Chiu Alan W L, Daniel Sarit, Khosravani Houman, Carlen Peter L, Bardakjian Berj L
Institute of Biomaterials and Biomedical Engineering, Edward S. Rogers Sr. Department of Electrical and Computer Engineering, University of Calgary, Calgary, Canada.

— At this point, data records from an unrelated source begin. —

use crate::source::{DataSource, Query, RecordSet};
use async_trait::async_trait;
use dashboard_core::{
    ConfigError, ContentRecord, CostRecord, FetchError, RecordKind, StoreConfig,
};
use reqwest::{Client, StatusCode};
use serde::de::DeserializeOwned;
use serde::Deserialize;
use std::fmt;
use std::time::Duration;
use tracing::{debug, error, warn};
use url::Url;

const REST_PREFIX: [&str; 2] = ["rest", "v1"];

/// Error body returned by the store's HTTP API.
#[derive(Debug, Deserialize)]
struct StoreErrorBody {
    message: Option<String>,
    code: Option<String>,
    hint: Option<String>,
}

/// Reads collections through the hosted store's REST interface.
#[derive(Clone)]
pub struct RestDataSource {
    http_client: Client,
    base_url: Url,
    api_key: String,
    content_table: String,
    cost_table: String,
}

impl RestDataSource {
    pub fn new(
        base_url: &str,
        api_key: impl Into<String>,
        timeout: Duration,
    ) -> Result<Self, FetchError> {
        let base_url = Url::parse(base_url).map_err(|e| {
            FetchError::transport(format!("invalid store url '{}': {}", base_url, e))
        })?;
        if base_url.cannot_be_a_base() {
            return Err(FetchError::transport(format!(
                "store url '{}' cannot be used as a base",
                base_url
            )));
        }

        let http_client = Client::builder()
            .user_agent(concat!("scraper-dashboard/", env!("CARGO_PKG_VERSION")))
            .timeout(timeout)
            .build()?;

        Ok(Self {
            http_client,
            base_url,
            api_key: api_key.into(),
            content_table: "posts".to_string(),
            cost_table: "cost_tracking".to_string(),
        })
    }

    pub fn from_config(config: &StoreConfig) -> Result<Self, ConfigError> {
        let url = config.url.as_deref().ok_or_else(|| ConfigError::MissingField {
            field: "store.url".to_string(),
        })?;
        let api_key = config.api_key.as_deref().ok_or_else(|| ConfigError::MissingField {
            field: "store.api_key".to_string(),
        })?;

        let source = Self::new(url, api_key, config.request_timeout()).map_err(|e| {
            ConfigError::InvalidValue {
                field: "store.url".to_string(),
                value: e.to_string(),
            }
        })?;
        Ok(source.with_tables(&config.content_table, &config.cost_table))
    }

    pub fn with_tables(mut self, content_table: &str, cost_table: &str) -> Self {
        self.content_table = content_table.to_string();
        self.cost_table = cost_table.to_string();
        self
    }

    pub fn table(&self, kind: RecordKind) -> &str {
        match kind {
            RecordKind::Content => &self.content_table,
            RecordKind::Cost => &self.cost_table,
        }
    }

    /// `{base}/rest/v1/{table}?select=*&order={column}.{asc|desc}`
    pub fn endpoint(&self, query: &Query) -> Url {
        let mut url = self.base_url.clone();
        if let Ok(mut segments) = url.path_segments_mut() {
            segments.pop_if_empty().extend(REST_PREFIX).push(self.table(query.kind()));
        }
        url.query_pairs_mut()
            .append_pair("select", "*")
            .append_pair(
                "order",
                &format!("{}.{}", query.order_by(), query.direction().as_str()),
            );
        url
    }

    async fn get_rows<T: DeserializeOwned>(&self, query: &Query) -> Result<Vec<T>, FetchError> {
        let url = self.endpoint(query);
        debug!("GET {}", url);

        let response = self
            .http_client
            .get(url.clone())
            .header("apikey", &self.api_key)
            .bearer_auth(&self.api_key)
            .header("Accept", "application/json")
            .send()
            .await?;

        let status = response.status();
        let body = response.text().await?;

        if !status.is_success() {
            let err = status_error(status, &body);
            error!("Store returned {} for {}: {}", status, query, err);
            return Err(err);
        }

        serde_json::from_str(&body).map_err(|e| {
            warn!("Could not decode {} rows: {}", query.kind().label(), e);
            FetchError::malformed(format!("{} rows: {}", query.kind().label(), e))
        })
    }
}

impl fmt::Debug for RestDataSource {
    fn fmt(&self, f: &mut fmt::Formatter<'_>) -> fmt::Result {
        f.debug_struct("RestDataSource")
            .field("base_url", &self.base_url.as_str())
            .field("api_key", &"<redacted>")
            .field("content_table", &self.content_table)
            .field("cost_table", &self.cost_table)
            .finish()
    }
}

/// Maps a non-success HTTP status to a fetch error.
///
/// Client errors mean the store understood and refused the query; everything
/// else is treated as the store being unreachable.
pub fn status_error(status: StatusCode, body: &str) -> FetchError {
    if status.is_client_error() {
        FetchError::QueryRejected {
            reason: store_message(body).unwrap_or_else(|| status.to_string()),
            status_code: Some(status.as_u16()),
        }
    } else {
        FetchError::transport(format!("store responded with {}", status))
    }
}

fn store_message(body: &str) -> Option<String> {
    let parsed: StoreErrorBody = serde_json::from_str(body).ok()?;
    let message = parsed.message?;
    let mut reason = match parsed.code {
        Some(code) => format!("{} ({})", message, code),
        None => message,
    };
    if let Some(hint) = parsed.hint {
        reason.push_str(&format!("; hint: {}", hint));
    }
    Some(reason)
}

#[async_trait]
impl DataSource for RestDataSource {
    fn name(&self) -> &str {
        "rest"
    }

    async fn select_all(&self, query: &Query) -> Result<RecordSet, FetchError> {
        match query.kind() {
            RecordKind::Content => self
                .get_rows::<ContentRecord>(query)
                .await
                .map(RecordSet::Content),
            RecordKind::Cost => self.get_rows::<CostRecord>(query).await.map(RecordSet::Cost),
        }
    }
}

#[cfg(test)]
mod tests {
    use super::*;

    fn source(base: &str) -> RestDataSource {
        RestDataSource::new(base, "anon-key", Duration::from_secs(5)).unwrap()
    }

    #[test]
    fn test_endpoint_format() {
        let rest = source("https://abc.supabase.co");
        let query = Query::new(RecordKind::Content, "processed_at", false).unwrap();
        assert_eq!(
            rest.endpoint(&query).as_str(),
            "https://abc.supabase.co/rest/v1/posts?select=*&order=processed_at.desc"
        );

        let query = Query::new(RecordKind::Cost, "month", true).unwrap();
        assert_eq!(
            rest.endpoint(&query).as_str(),
            "https://abc.supabase.co/rest/v1/cost_tracking?select=*&order=month.asc"
        );
    }

    #[test]
    fn test_endpoint_with_trailing_slash_and_custom_tables() {
        let rest = source("http://localhost:54321/").with_tables("scraped", "spend");
        let query = Query::new(RecordKind::Content, "roi_weight", false).unwrap();
        assert_eq!(
            rest.endpoint(&query).as_str(),
            "http://localhost:54321/rest/v1/scraped?select=*&order=roi_weight.desc"
        );
    }

    #[test]
    fn test_invalid_base_url() {
        let err = RestDataSource::new("not a url", "key", Duration::from_secs(1)).unwrap_err();
        assert!(err.is_transport());
    }

    #[test]
    fn test_from_config_requires_credentials() {
        let config = StoreConfig::default();
        let err = RestDataSource::from_config(&config).unwrap_err();
        assert!(matches!(err, ConfigError::MissingField { .. }));

        let config = StoreConfig {
            url: Some("https://abc.supabase.co".to_string()),
            api_key: Some("anon".to_string()),
            ..StoreConfig::default()
        };
        assert!(RestDataSource::from_config(&config).is_ok());
    }

    #[test]
    fn test_status_error_classification() {
        let body = r#"{"code":"42703","message":"column posts.nope does not exist","hint":null}"#;
        match status_error(StatusCode::BAD_REQUEST, body) {
            FetchError::QueryRejected { reason, status_code } => {
                assert_eq!(status_code, Some(400));
                assert_eq!(reason, "column posts.nope does not exist (42703)");
            }
            other => panic!("unexpected error: {:?}", other),
        }

        let rejected = status_error(StatusCode::UNAUTHORIZED, "not json");
        assert!(matches!(
            rejected,
            FetchError::QueryRejected {
                status_code: Some(401),
                ..
            }
        ));

        assert!(status_error(StatusCode::BAD_GATEWAY, "").is_transport());
        assert!(status_error(StatusCode::SERVICE_UNAVAILABLE, "{}").is_transport());
    }

    #[tokio::test]
    async fn test_unreachable_store_is_transport() {
        // nothing listens on port 9 locally
        let rest = RestDataSource::new("http://127.0.0.1:9", "key", Duration::from_secs(2)).unwrap();
        let query = Query::new(RecordKind::Cost, "month", true).unwrap();
        let err = rest.select_all(&query).await.unwrap_err();
        assert!(err.is_transport());
    }
}
#[cfg(test)]
mod tests {
    use crate::{connect, memory, rest, Fetcher, StaticDataSource};
    use dashboard_core::{
        ConfigError, ContentRecord, CostRecord, FetchError, StoreBackend, StoreConfig,
    };
    use std::sync::Arc;

    fn rest_config() -> StoreConfig {
        StoreConfig {
            url: Some("https://project.supabase.co".to_string()),
            api_key: Some("anon-key".to_string()),
            ..StoreConfig::default()
        }
    }

    fn store_payload() -> Vec<ContentRecord> {
        let json = r#"[
            {"id": "1", "url": "", "title": "CRM pain", "subreddit": "startups",
             "type": "post", "relevance_score": 8.2, "roi_weight": 7,
             "processed_at": "2024-06-02T08:30:00+00:00", "insight_processed": true},
            {"id": "2", "url": "", "body": "we switched tools", "subreddit": "saas",
             "type": "comment", "relevance_score": null, "roi_weight": 3.5,
             "processed_at": null, "created_utc": "2024-06-01 10:00:00"},
            {"id": "3", "url": "", "title": "Hiring", "type": "post",
             "processed_at": "2024-06-03T11:00:00.25"}
        ]"#;
        serde_json::from_str(json).unwrap()
    }

    #[test]
    fn test_connect_rest_backend() {
        let source = connect(&rest_config()).unwrap();
        assert_eq!(source.name(), "rest");
    }

    #[test]
    fn test_connect_rest_missing_credentials() {
        let result = connect(&StoreConfig::default());
        assert!(matches!(result, Err(ConfigError::MissingField { .. })));
    }

    #[test]
    #[cfg(feature = "postgres")]
    fn test_connect_postgres_missing_url() {
        let config = StoreConfig {
            backend: StoreBackend::Postgres,
            ..StoreConfig::default()
        };
        assert!(matches!(
            connect(&config),
            Err(ConfigError::MissingField { .. })
        ));
    }

    #[test]
    #[cfg(not(feature = "postgres"))]
    fn test_connect_postgres_needs_feature() {
        let config = StoreConfig {
            backend: StoreBackend::Postgres,
            database_url: Some("postgres://localhost/scraper".to_string()),
            ..StoreConfig::default()
        };
        assert!(matches!(
            connect(&config),
            Err(ConfigError::InvalidValue { .. })
        ));
    }

    #[test]
    fn test_store_payload_decodes_and_sorts() {
        let fetcher = Fetcher::new(Arc::new(StaticDataSource::new(store_payload(), Vec::new())));

        let by_processed: Vec<ContentRecord> =
            tokio_test::block_on(fetcher.fetch_all("processed_at", false)).unwrap();
        let ids: Vec<&str> = by_processed.iter().map(|r| r.id.as_str()).collect();
        // descending puts nulls first
        assert_eq!(ids, vec!["2", "3", "1"]);

        let by_roi: Vec<ContentRecord> =
            tokio_test::block_on(fetcher.fetch_all("roi_weight", false)).unwrap();
        assert_eq!(by_roi[1].id, "1");
        assert_eq!(by_roi[2].id, "2");
    }

    #[test]
    fn test_failure_kinds_survive_fetcher() {
        let rejected = rest::status_error(reqwest::StatusCode::NOT_FOUND, "");
        let fetcher = Fetcher::new(Arc::new(
            memory::StaticDataSource::default().with_failure(rejected.clone()),
        ));

        let err = tokio_test::block_on(fetcher.fetch_all::<CostRecord>("month", true)).unwrap_err();
        assert_eq!(err, rejected);
        assert!(!err.is_transport());

        let fetcher = Fetcher::new(Arc::new(
            StaticDataSource::default().with_failure(FetchError::malformed("truncated body")),
        ));
        let err = tokio_test::block_on(fetcher.fetch_all::<CostRecord>("month", true)).unwrap_err();
        assert!(matches!(err, FetchError::MalformedResponse { .. }));
    }

    #[tokio::test]
    async fn test_metrics_export_after_mixed_fetches() {
        let fetcher = Fetcher::new(Arc::new(
            StaticDataSource::new(store_payload(), Vec::new())
                .failing_first(1, FetchError::transport("reset")),
        ));

        assert!(fetcher.fetch_all::<ContentRecord>("id", true).await.is_err());
        let rows = fetcher.fetch_all::<ContentRecord>("id", true).await.unwrap();
        assert_eq!(rows.len(), 3);

        let metrics = fetcher.metrics();
        let content = metrics.get_collection_metrics("content").await.unwrap();
        assert_eq!(content.fetch_count, 2);
        assert_eq!(content.success_count, 1);
        assert_eq!(content.rows, 3);

        let exported = metrics.export_metrics().await.unwrap();
        assert!(exported.contains("transport_failures"));
    }
}
use crate::analytics::AnalyticsModel;
use crate::costs::CostsModel;
use crate::overview::OverviewModel;
use crate::posts::PostsSession;
use crate::surface::{RenderSurface, Screen};
use crate::view::{View, ViewState};
use chrono::{DateTime, Local, TimeZone};
use dashboard_core::{
    ContentRecord, CoreError, CostRecord, DashboardConfig, ErrorExt, ErrorRecovery,
    ErrorReporter, RecoveryResult, RetryPolicy,
};
use store_client::{Fetcher, Record};
use tracing::{info, warn};

pub const DEFAULT_TOP_POSTS: usize = 10;

/// Loads each view from a fresh snapshot and hands it to a surface.
///
/// Views share nothing: every activation refetches. A failed fetch is
/// reported and the view degrades to an empty state carrying a notice.
pub struct DashboardShell {
    fetcher: Fetcher,
    reporter: ErrorReporter,
    policy: RetryPolicy,
    top_posts: usize,
}

impl DashboardShell {
    pub fn new(fetcher: Fetcher) -> Self {
        Self {
            fetcher,
            reporter: ErrorReporter::new(),
            policy: RetryPolicy::no_retry(),
            top_posts: DEFAULT_TOP_POSTS,
        }
    }

    pub fn from_config(fetcher: Fetcher, config: &DashboardConfig) -> Self {
        Self::new(fetcher)
            .with_retry_policy(config.recovery.retry_policy())
            .with_top_posts(config.display.top_posts)
    }

    pub fn with_retry_policy(mut self, policy: RetryPolicy) -> Self {
        self.policy = policy;
        self
    }

    pub fn with_top_posts(mut self, top_posts: usize) -> Self {
        self.top_posts = top_posts;
        self
    }

    pub fn with_reporter(mut self, reporter: ErrorReporter) -> Self {
        self.reporter = reporter;
        self
    }

    pub fn fetcher(&self) -> &Fetcher {
        &self.fetcher
    }

    async fn snapshot<R: Record>(&self, view: View) -> ViewState<Vec<R>> {
        let plan = view.fetch_spec();
        let fetcher = &self.fetcher;

        let outcome = ErrorRecovery::recover(&self.policy, || async move {
            fetcher
                .fetch_all::<R>(plan.order_by, plan.ascending)
                .await
                .map_err(CoreError::from)
        })
        .await;

        match outcome {
            RecoveryResult::Recovered(rows) if rows.is_empty() => {
                info!("{} has no records", view);
                ViewState::empty(view.empty_message())
            }
            RecoveryResult::Recovered(rows) => ViewState::Ready(rows),
            RecoveryResult::Degraded(error) | RecoveryResult::Failed(error) => {
                self.reporter.report_error(&error);
                warn!("{} degraded to empty state", view);
                ViewState::failed(view.empty_message(), error.user_friendly_message())
            }
        }
    }

    pub async fn load_overview<Tz: TimeZone>(&self, now: &DateTime<Tz>) -> ViewState<OverviewModel> {
        self.snapshot::<ContentRecord>(View::Overview)
            .await
            .map(|records| OverviewModel::build(&records, now, self.top_posts))
    }

    pub async fn open_posts(&self) -> ViewState<PostsSession> {
        self.snapshot::<ContentRecord>(View::Posts)
            .await
            .map(PostsSession::new)
    }

    pub async fn load_analytics<Tz: TimeZone>(
        &self,
        now: &DateTime<Tz>,
    ) -> ViewState<AnalyticsModel> {
        self.snapshot::<ContentRecord>(View::Analytics)
            .await
            .map(|records| AnalyticsModel::build(&records, now))
    }

    pub async fn load_costs<Tz: TimeZone>(&self, now: &DateTime<Tz>) -> ViewState<CostsModel> {
        let today = now.date_naive();
        self.snapshot::<CostRecord>(View::Costs)
            .await
            .map(|records| CostsModel::build(&records, today))
    }

    /// Activates `view` at `now`, producing its screen.
    pub async fn activate<Tz: TimeZone>(&self, view: View, now: &DateTime<Tz>) -> Screen {
        match view {
            View::Overview => Screen::Overview(self.load_overview(now).await),
            View::Posts => Screen::Posts(self.open_posts().await.map(|session| session.model())),
            View::Analytics => Screen::Analytics(self.load_analytics(now).await),
            View::Costs => Screen::Costs(self.load_costs(now).await),
        }
    }

    pub async fn show<S: RenderSurface>(&self, view: View, surface: &mut S) -> Result<(), CoreError> {
        self.show_at(view, &Local::now(), surface).await
    }

    pub async fn show_at<S: RenderSurface, Tz: TimeZone>(
        &self,
        view: View,
        now: &DateTime<Tz>,
        surface: &mut S,
    ) -> Result<(), CoreError> {
        surface.loading(view)?;
        let screen = self.activate(view, now).await;
        surface.render(&screen)
    }

    /// Shows every view once, in navigation order.
    pub async fn show_all<S: RenderSurface>(&self, surface: &mut S) -> Result<(), CoreError> {
        for view in View::ALL {
            self.show(view, surface).await?;
        }
        Ok(())
    }
}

Ann Biomed Eng. 2005 Jun;33(6):798-810. doi: 10.1007/s10439-005-2346-1.
We propose that artificial neural networks (ANNs) can be used to predict seizure onsets in an in-vitro hippocampal slice model capable of generating spontaneous seizure-like events (SLEs) in their extracellular field recordings. This paper assesses the effectiveness of two ANN prediction schemes: Gaussian-based artificial neural network (GANN) and wavelet-based artificial neural network (WANN). The GANN prediction system consists of a recurrent network having Gaussian radial basis function (RBF) nonlinearities capable of extracting the estimated manifold of the system. It is able to classify the underlying dynamics of spontaneous in-vitro activities into interictal, preictal and ictal modes. It is also able to successfully predict the onsets of SLEs as early as 60 s before. Improvements can be made to the overall seizure predictor design by incorporating time-varying frequency information. Consequently, the idea of WANN is considered. The WANN design entails the assumption that frequency variations in the extracellular field recordings can be used to compute the times at which onsets of SLEs are most likely to occur in the future. Progressions of different frequency components can be captured by the ANN using appropriate frequency band adjustments via pruning, after the initial wavelet transforms. In the off-line processing comprised of 102 spontaneous SLEs generated from 14 in-vitro rat hippocampal slices, with half of them used for training and the other half for testing, the WANN is able to predict the forecoming ictal onsets as early as 2 min prior to SLEs with over 75% accuracy within a 30 s precision window.
我们提出,人工神经网络(ANNs)可用于预测体外海马切片模型中的癫痫发作起始,该模型能够在其细胞外场记录中产生自发性癫痫样事件(SLEs)。本文评估了两种人工神经网络预测方案的有效性:基于高斯的人工神经网络(GANN)和基于小波的人工神经网络(WANN)。GANN预测系统由一个具有高斯径向基函数(RBF)非线性的递归网络组成,该网络能够提取系统的估计流形。它能够将自发性体外活动的潜在动力学分类为发作间期、发作前期和发作期模式。它还能够早在60秒之前成功预测SLEs的起始。通过纳入时变频率信息,可以对整体癫痫发作预测器设计进行改进。因此,考虑了WANN的想法。WANN设计需要假设细胞外场记录中的频率变化可用于计算未来最有可能发生SLEs起始的时间。在初始小波变换之后,通过修剪进行适当的频带调整,人工神经网络可以捕获不同频率成分的变化。在由14个体外大鼠海马切片产生的102个自发性SLEs组成的离线处理中,其中一半用于训练,另一半用于测试,WANN能够在30秒的精确窗口内,早在SLEs前2分钟预测即将到来的发作起始,准确率超过75%。